▶ [Available records]:

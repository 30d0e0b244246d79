//! Per-process page tables.
//!
//! A process owns one page-table page, recorded in its process-directory slot,
//! plus one data page per mapped virtual page. Entry `i` of the table holds
//! the physical page backing virtual page `i`, or `UNMAPPED`.

use log::{info, warn};

use crate::address::{PhysicalPage, ProcessId, VirtualPage};
use crate::allocator::{allocate_page, free_page, is_used};
use crate::constants::*;
use crate::error::{Error, PageKind, Result};
use crate::memory::PhysicalMemory;

/// Build a page table for `proc_id` with `page_count` freshly allocated data
/// pages mapped at virtual pages `0..page_count`.
///
/// On exhaustion every page taken by this call is released again and the
/// directory slot is cleared, so a failed creation leaves no trace.
pub fn create_process(
    pm: &mut PhysicalMemory,
    proc_id: ProcessId,
    page_count: usize,
) -> Result<PhysicalPage> {
    if page_count > PAGE_COUNT {
        return Err(Error::TooManyPages { requested: page_count, max: PAGE_COUNT });
    }
    if pm.directory_slot(proc_id) != UNMAPPED {
        return Err(Error::ProcessExists(proc_id));
    }

    let Some(table) = allocate_page(pm) else {
        warn!("out of memory allocating page table for proc {}", proc_id);
        return Err(Error::OutOfMemory { proc_id, kind: PageKind::PageTable });
    };
    pm.set_directory_slot(proc_id, table.get());

    for page in VirtualPage::all().take(page_count) {
        match allocate_page(pm) {
            Some(frame) => pm.set_page_table_entry(table, page, frame.get()),
            None => {
                warn!(
                    "out of memory allocating data page {} for proc {}, rolling back",
                    page, proc_id
                );
                release(pm, proc_id, table)?;
                return Err(Error::OutOfMemory { proc_id, kind: PageKind::DataPage });
            }
        }
    }

    info!("created proc {} with {} pages, page table at {}", proc_id, page_count, table);
    Ok(table)
}

/// Physical page holding the page table of `proc_id`.
pub fn lookup_table(pm: &PhysicalMemory, proc_id: ProcessId) -> Result<PhysicalPage> {
    match pm.directory_slot(proc_id) {
        UNMAPPED => Err(Error::UnknownProcess(proc_id)),
        slot => PhysicalPage::new(slot as u32),
    }
}

/// Free every data page of `proc_id`, then its page table, and forget the id.
///
/// Returns the number of pages released, the page table included.
pub fn destroy_process(pm: &mut PhysicalMemory, proc_id: ProcessId) -> Result<usize> {
    let table = lookup_table(pm, proc_id)?;
    let freed = release(pm, proc_id, table)?;
    info!("destroyed proc {}, released {} pages", proc_id, freed);
    Ok(freed)
}

/// Mapped entries of `proc_id`'s page table, in virtual page order.
pub fn page_table_entries(
    pm: &PhysicalMemory,
    proc_id: ProcessId,
) -> Result<Vec<(VirtualPage, PhysicalPage)>> {
    let table = lookup_table(pm, proc_id)?;
    let mut entries = Vec::new();
    for page in VirtualPage::all() {
        match pm.page_table_entry(table, page) {
            UNMAPPED => {}
            frame => entries.push((page, PhysicalPage::new(frame as u32)?)),
        }
    }
    Ok(entries)
}

/// Ids whose directory slot points at a page table.
pub fn live_processes(pm: &PhysicalMemory) -> impl Iterator<Item = ProcessId> + '_ {
    ProcessId::all().filter(|&proc_id| pm.directory_slot(proc_id) != UNMAPPED)
}

/// Tear down `table` and its data pages. Every page is checked before any is
/// freed, so an inconsistent table leaves memory untouched.
fn release(pm: &mut PhysicalMemory, proc_id: ProcessId, table: PhysicalPage) -> Result<usize> {
    let mut owned = vec![table];
    for page in VirtualPage::all() {
        let frame = pm.page_table_entry(table, page);
        if frame != UNMAPPED {
            owned.push(PhysicalPage::new(frame as u32)?);
        }
    }
    for (i, &page) in owned.iter().enumerate() {
        if !is_used(pm, page) || owned[..i].contains(&page) {
            return Err(Error::DoubleFree(page));
        }
    }

    for &page in &owned {
        free_page(pm, page)?;
    }
    pm.clear_page(table);
    pm.set_directory_slot(proc_id, UNMAPPED);
    Ok(owned.len())
}

#[cfg(test)]
mod tests {
    use super::*;
    use crate::allocator::{free_count, used_count};

    fn pid(n: u32) -> ProcessId {
        ProcessId::new(n).unwrap()
    }

    fn pp(n: u32) -> PhysicalPage {
        PhysicalPage::new(n).unwrap()
    }

    fn vp(n: u32) -> VirtualPage {
        VirtualPage::new(n).unwrap()
    }

    #[test]
    fn test_create_process_layout() {
        let mut pm = PhysicalMemory::new();
        let table = create_process(&mut pm, pid(1), 2).unwrap();

        // Page 0 is reserved, so the table lands on 1 and data on 2, 3
        assert_eq!(table, pp(1));
        assert_eq!(pm.directory_slot(pid(1)), 1);
        assert_eq!(pm.page_table_entry(table, vp(0)), 2);
        assert_eq!(pm.page_table_entry(table, vp(1)), 3);
        assert_eq!(pm.page_table_entry(table, vp(2)), UNMAPPED);
        assert_eq!(used_count(&pm), 4);
    }

    #[test]
    fn test_create_process_zero_pages() {
        let mut pm = PhysicalMemory::new();
        let table = create_process(&mut pm, pid(0), 0).unwrap();
        assert_eq!(lookup_table(&pm, pid(0)).unwrap(), table);
        assert!(page_table_entries(&pm, pid(0)).unwrap().is_empty());
        assert_eq!(used_count(&pm), 2);
    }

    #[test]
    fn test_create_existing_process_rejected() {
        let mut pm = PhysicalMemory::new();
        create_process(&mut pm, pid(3), 1).unwrap();
        let before = used_count(&pm);
        assert!(matches!(create_process(&mut pm, pid(3), 1), Err(Error::ProcessExists(_))));
        assert_eq!(used_count(&pm), before);
    }

    #[test]
    fn test_too_many_pages_rejected() {
        let mut pm = PhysicalMemory::new();
        assert!(matches!(
            create_process(&mut pm, pid(1), PAGE_COUNT + 1),
            Err(Error::TooManyPages { requested: 65, max: 64 })
        ));
        assert_eq!(used_count(&pm), 1);
    }

    #[test]
    fn test_lookup_unknown_process() {
        let pm = PhysicalMemory::new();
        assert!(matches!(lookup_table(&pm, pid(9)), Err(Error::UnknownProcess(p)) if p == pid(9)));
    }

    #[test]
    fn test_destroy_releases_exactly_its_pages() {
        let mut pm = PhysicalMemory::new();
        create_process(&mut pm, pid(1), 3).unwrap();
        let free_before = free_count(&pm);

        create_process(&mut pm, pid(2), 5).unwrap();
        assert_eq!(free_count(&pm), free_before - 6);

        assert_eq!(destroy_process(&mut pm, pid(2)).unwrap(), 6);
        assert_eq!(free_count(&pm), free_before);

        // Process 1 is untouched
        assert_eq!(page_table_entries(&pm, pid(1)).unwrap().len(), 3);
        for (_, frame) in page_table_entries(&pm, pid(1)).unwrap() {
            assert!(is_used(&pm, frame));
        }
    }

    #[test]
    fn test_destroy_clears_directory_slot() {
        let mut pm = PhysicalMemory::new();
        create_process(&mut pm, pid(4), 1).unwrap();
        destroy_process(&mut pm, pid(4)).unwrap();

        assert_eq!(pm.directory_slot(pid(4)), UNMAPPED);
        assert!(matches!(lookup_table(&pm, pid(4)), Err(Error::UnknownProcess(_))));
        assert!(matches!(destroy_process(&mut pm, pid(4)), Err(Error::UnknownProcess(_))));

        // The id can be reused
        create_process(&mut pm, pid(4), 2).unwrap();
        assert_eq!(page_table_entries(&pm, pid(4)).unwrap().len(), 2);
    }

    #[test]
    fn test_reused_table_page_has_no_stale_entries() {
        let mut pm = PhysicalMemory::new();
        create_process(&mut pm, pid(1), 4).unwrap();
        destroy_process(&mut pm, pid(1)).unwrap();

        create_process(&mut pm, pid(2), 1).unwrap();
        let entries = page_table_entries(&pm, pid(2)).unwrap();
        assert_eq!(entries, vec![(vp(0), pp(2))]);
    }

    #[test]
    fn test_page_table_exhaustion() {
        let mut pm = PhysicalMemory::new();
        // 63 usable pages: one process with 62 data pages leaves nothing
        create_process(&mut pm, pid(0), 62).unwrap();
        assert_eq!(free_count(&pm), 0);

        let err = create_process(&mut pm, pid(1), 0).unwrap_err();
        assert!(matches!(err, Error::OutOfMemory { kind: PageKind::PageTable, .. }));
        assert_eq!(err.to_string(), "OOM: proc 1: page table");
        assert_eq!(pm.directory_slot(pid(1)), UNMAPPED);
    }

    #[test]
    fn test_data_page_exhaustion_rolls_back() {
        let mut pm = PhysicalMemory::new();
        create_process(&mut pm, pid(0), 50).unwrap();
        let alloc_before = pm.alloc_table().to_vec();
        let dir_before = pm.directory().to_vec();

        // 12 pages free: table + 11 data pages fit, the 12th data page does not
        let err = create_process(&mut pm, pid(1), 12).unwrap_err();
        assert!(matches!(err, Error::OutOfMemory { kind: PageKind::DataPage, .. }));
        assert_eq!(err.to_string(), "OOM: proc 1: data page");

        assert_eq!(pm.alloc_table(), &alloc_before[..]);
        assert_eq!(pm.directory(), &dir_before[..]);

        // Smaller request still succeeds afterwards
        create_process(&mut pm, pid(1), 11).unwrap();
        assert_eq!(free_count(&pm), 0);
    }

    #[test]
    fn test_destroy_inconsistent_table_changes_nothing() {
        let mut pm = PhysicalMemory::new();
        let table = create_process(&mut pm, pid(1), 3).unwrap();
        create_process(&mut pm, pid(2), 1).unwrap();

        // Point the last entry at a page nobody owns
        pm.set_page_table_entry(table, vp(2), 40);
        let before = pm.clone();
        assert!(matches!(destroy_process(&mut pm, pid(1)), Err(Error::DoubleFree(p)) if p == pp(40)));
        assert_eq!(pm.data(), before.data());

        // Two entries sharing one page
        pm.set_page_table_entry(table, vp(2), 2);
        assert!(matches!(destroy_process(&mut pm, pid(1)), Err(Error::DoubleFree(p)) if p == pp(2)));
        assert_eq!(pm.alloc_table(), before.alloc_table());
        assert_eq!(lookup_table(&pm, pid(1)).unwrap(), table);

        // Once the entry is dropped the rest tears down normally
        pm.set_page_table_entry(table, vp(2), UNMAPPED);
        assert_eq!(destroy_process(&mut pm, pid(1)).unwrap(), 3);
        assert!(matches!(lookup_table(&pm, pid(1)), Err(Error::UnknownProcess(_))));
    }

    #[test]
    fn test_live_processes() {
        let mut pm = PhysicalMemory::new();
        create_process(&mut pm, pid(5), 1).unwrap();
        create_process(&mut pm, pid(2), 1).unwrap();
        create_process(&mut pm, pid(9), 0).unwrap();
        destroy_process(&mut pm, pid(9)).unwrap();

        let live: Vec<ProcessId> = live_processes(&pm).collect();
        assert_eq!(live, vec![pid(2), pid(5)]);
    }
}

▶ [Task details]:
Your task is to retype the entries verbatim, starting with the line that holds "assert_eq!(pm.directory_slot(pid(1)), UNMAPPED);" and stopping after the line that holds "still succeeds afterwards".

▶ [Task solution]:
        assert_eq!(pm.directory_slot(pid(1)), UNMAPPED);
    }

    #[test]
    fn test_data_page_exhaustion_rolls_back() {
        let mut pm = PhysicalMemory::new();
        create_process(&mut pm, pid(0), 50).unwrap();
        let alloc_before = pm.alloc_table().to_vec();
        let dir_before = pm.directory().to_vec();

        // 12 pages free: table + 11 data pages fit, the 12th data page does not
        let err = create_process(&mut pm, pid(1), 12).unwrap_err();
        assert!(matches!(err, Error::OutOfMemory { kind: PageKind::DataPage, .. }));
        assert_eq!(err.to_string(), "OOM: proc 1: data page");

        assert_eq!(pm.alloc_table(), &alloc_before[..]);
        assert_eq!(pm.directory(), &dir_before[..]);

        // Smaller request still succeeds afterwards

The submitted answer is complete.